Are you tired of your flower garden? This might be the best time for you to start thinking about landscaping with flowers. Spring, summer and fall seasons are great for planting flower gardens, but you may be missing the most important part of flower gardening: the winter season. Here are five landscaping ideas for landscaping with flowers during winter seasons.
Rest under shady trees, so your appetite to beautify them naturally is still there. And why someone would want to landscaping with flowers under shady trees, plant plants in the morning shade of buildings or fence and landscape. Morning shade can provide protection for your flowerbeds from freezing rain or scorching sun. Also, the sun can help your flowers develop their strong roots system, which will provide additional food for the plants.
Shade your flowerbeds from the evening sun. This is a good idea not only for your morning garden but also for your shady trees. Since leaves will be shaded from direct sunlight during the winter, your flowering plants will have more time to produce, and you won’t have to wait for a sunny day to fill your baskets. The leaves will also stay cooler, which is very beneficial for your roses, honeysuckle, and tulips.
Plant shady flowers close to your home. If you live in a cold area where you are afraid to plant anything outside, you can use shaded flowers as a safe alternative. Shade planting is more ideal for morning flower garden since these flowers will need to generate their own heat in the morning. You should also check if your flowers need extra water. For example, you can put some water beside your shaded rose bushes to make sure they get enough water to grow.
Shaded flower beds can also help your flowering plants flourish even more. These types of flower beds are great for your evening and afternoon blooms. There are three kinds of flowers that can thrive in shaded flower beds: Morning Glory, Ivy, and Holly. You can place Morning Glory in a shady area just like what you would do with an herb garden. Ivy and Holly are best planted in a pot and frame style so that they can grow up to 6 m tall.
Don’t forget that you should include shrubs or plants that can handle shade. Some examples of shade tolerant plants are California poppy and California bluebell, which can survive even in shaded areas. The shrubs, along with other flowering plants, should be potted in a shallow container filled with well-rotted compost, soil, and mulch.
Under trees, it is important that you remember the proper fertilization routine. Most flowering plants need ten percent nitrogen for success. If you are growing plants that are used in flower arrangements, you will want to make sure you use a soil fertilizer. Nettles, on the other hand, need only five percent.
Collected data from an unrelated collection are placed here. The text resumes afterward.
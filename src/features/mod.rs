//! Per-event feature extraction from a batch of audit events.
//!
//! Stages (each keyed by input row position):
//! - [`temporal`] — hour, weekday, resource depth, categorical codes
//! - [`window`] — trailing-window login failure counter per user
//! - [`population`] — batch-relative IP and user frequencies
//! - [`pipeline`] — normalizes, runs the stages, assembles [`FeatureVector`]s

pub mod pipeline;
pub mod population;
pub mod temporal;
pub mod window;

pub use pipeline::FeatureExtractor;
pub use population::PopulationFeatures;
pub use temporal::TemporalFeatures;
pub use window::FailureWindowCounter;

use serde::{Deserialize, Serialize};

/// Number of features the risk model consumes.
pub const FEATURE_DIM: usize = 8;

/// Feature names in model input order.
pub const FEATURE_NAMES: [&str; FEATURE_DIM] = [
    "event_hour",
    "event_type_code",
    "resource_depth",
    "is_privileged_event",
    "is_weekend",
    "failed_logins_last_1h",
    "ip_event_count",
    "user_event_rate",
];

/// Fixed 8-field summary of one event.
#[derive(Debug, Clone, Copy, PartialEq, Serialize, Deserialize)]
pub struct FeatureVector {
    pub event_hour: u32,
    /// Batch-local unless a fixed vocabulary is configured; never compare across batches
    pub event_type_code: u32,
    pub resource_depth: u32,
    pub is_privileged_event: u8,
    pub is_weekend: u8,
    pub failed_logins_last_1h: u32,
    pub ip_event_count: u32,
    pub user_event_rate: f64,
}

impl FeatureVector {
    /// Model input in [`FEATURE_NAMES`] order.
    pub fn to_array(&self) -> [f32; FEATURE_DIM] {
        [
            self.event_hour as f32,
            self.event_type_code as f32,
            self.resource_depth as f32,
            self.is_privileged_event as f32,
            self.is_weekend as f32,
            self.failed_logins_last_1h as f32,
            self.ip_event_count as f32,
            self.user_event_rate as f32,
        ]
    }

    /// Inverse of [`to_array`](Self::to_array); integer fields are truncated and floored at 0.
    pub fn from_array(v: [f32; FEATURE_DIM]) -> Self {
        let int = |x: f32| x.max(0.0) as u32;
        Self {
            event_hour: int(v[0]),
            event_type_code: int(v[1]),
            resource_depth: int(v[2]),
            is_privileged_event: (v[3] > 0.0) as u8,
            is_weekend: (v[4] > 0.0) as u8,
            failed_logins_last_1h: int(v[5]),
            ip_event_count: int(v[6]),
            user_event_rate: v[7].max(0.0) as f64,
        }
    }

    pub fn named(&self) -> impl Iterator<Item = (&'static str, f32)> {
        FEATURE_NAMES.into_iter().zip(self.to_array())
    }
}

/// One [`FeatureVector`] per input event, in input order.
#[derive(Debug, Clone, Default, PartialEq, Serialize, Deserialize)]
#[serde(transparent)]
pub struct FeatureTable {
    rows: Vec<FeatureVector>,
}

impl FeatureTable {
    pub fn new(rows: Vec<FeatureVector>) -> Self {
        Self { rows }
    }

    pub fn len(&self) -> usize {
        self.rows.len()
    }

    pub fn is_empty(&self) -> bool {
        self.rows.is_empty()
    }

    pub fn rows(&self) -> &[FeatureVector] {
        &self.rows
    }

    pub fn get(&self, row: usize) -> Option<&FeatureVector> {
        self.rows.get(row)
    }

    pub fn last(&self) -> Option<&FeatureVector> {
        self.rows.last()
    }

    /// Extract one column by feature name.
    pub fn column(&self, name: &str) -> Option<Vec<f32>> {
        let idx = FEATURE_NAMES.iter().position(|n| *n == name)?;
        Some(self.rows.iter().map(|r| r.to_array()[idx]).collect())
    }

    pub fn into_rows(self) -> Vec<FeatureVector> {
        self.rows
    }
}
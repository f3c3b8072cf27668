//! Per-row features from the event's own fields and timestamp.

use crate::events::AuditEvent;
use chrono::{Datelike, Timelike};
use std::collections::HashMap;

#[derive(Debug, Clone, Copy, Default, PartialEq, Eq)]
pub struct TemporalFeatures {
    pub event_hour: u32,
    pub event_type_code: u32,
    pub resource_depth: u32,
    pub is_privileged_event: u8,
    pub is_weekend: u8,
}

/// Dense event-type codes, one per row.
///
/// Without a vocabulary, codes follow first appearance in `events`. With one,
/// a type's code is its index in the vocabulary and unknown types share
/// `vocabulary.len()`.
pub fn encode_event_types(events: &[AuditEvent], vocabulary: Option<&[String]>) -> Vec<u32> {
    let mut codes: HashMap<&str, u32> = HashMap::new();
    match vocabulary {
        Some(vocab) => {
            for (i, name) in vocab.iter().enumerate() {
                codes.entry(name.as_str()).or_insert(i as u32);
            }
            let unknown = vocab.len() as u32;
            events
                .iter()
                .map(|e| codes.get(e.event_type.as_str()).copied().unwrap_or(unknown))
                .collect()
        }
        None => events
            .iter()
            .map(|e| {
                let next = codes.len() as u32;
                *codes.entry(e.event_type.as_str()).or_insert(next)
            })
            .collect(),
    }
}

/// Number of `/` in the resource path.
pub fn resource_depth(resource: &str) -> u32 {
    resource.matches('/').count() as u32
}

pub fn derive(events: &[AuditEvent], vocabulary: Option<&[String]>) -> Vec<TemporalFeatures> {
    let codes = encode_event_types(events, vocabulary);
    events
        .iter()
        .zip(codes)
        .map(|(e, event_type_code)| TemporalFeatures {
            event_hour: e.timestamp.hour(),
            event_type_code,
            resource_depth: resource_depth(&e.resource),
            is_privileged_event: e.is_privileged() as u8,
            // Monday = 0; Saturday and Sunday are 5 and 6
            is_weekend: (e.timestamp.weekday().num_days_from_monday() >= 5) as u8,
        })
        .collect()
}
Your flowering shrubs should have an attractive backdrop. To achieve this look, you should plant taller shrubs in the back yard, while smaller ones in the front. Taller shrubs will shade smaller foliage, and will appear more dramatic in the shadow. Larger trees that are trained to a trellis or archway can also provide an interesting focal point.
The flowers that you plant should be those that are in the shades, not in the direct sunlight. Shorter flowers such as mums and daisies will grow very well in a well drained soil, while larger blooms such as sunflowers should be planted in the shade. The dark green foliage of these plants will help block sunlight and reduce watering.
Flowering plants should have their flowers in full bloom during the springtime. In California, tulips are one type that flower in the spring, while daffodils and gladiolus do so in the summer. You will need to make sure that your plants get enough sunshine to bloom and have their roots packed with nutrients. You can find fertilizers specially formulated for shade-tolerant plants at any nursery or gardening store. However, your local garden center may offer some discount fertilizers.
Your flowers and plants will also benefit from mulch. Most plants will do better if they are mulched. Mulching will shade your perennials and cause them to become less stressed, therefore improving the health of your garden. Some perennials like to be mulched in the fall so that they have room to grow into the winter season. Other perennial plants mulched in the spring will survive the cold winter season, but will flower less during the subsequent summer.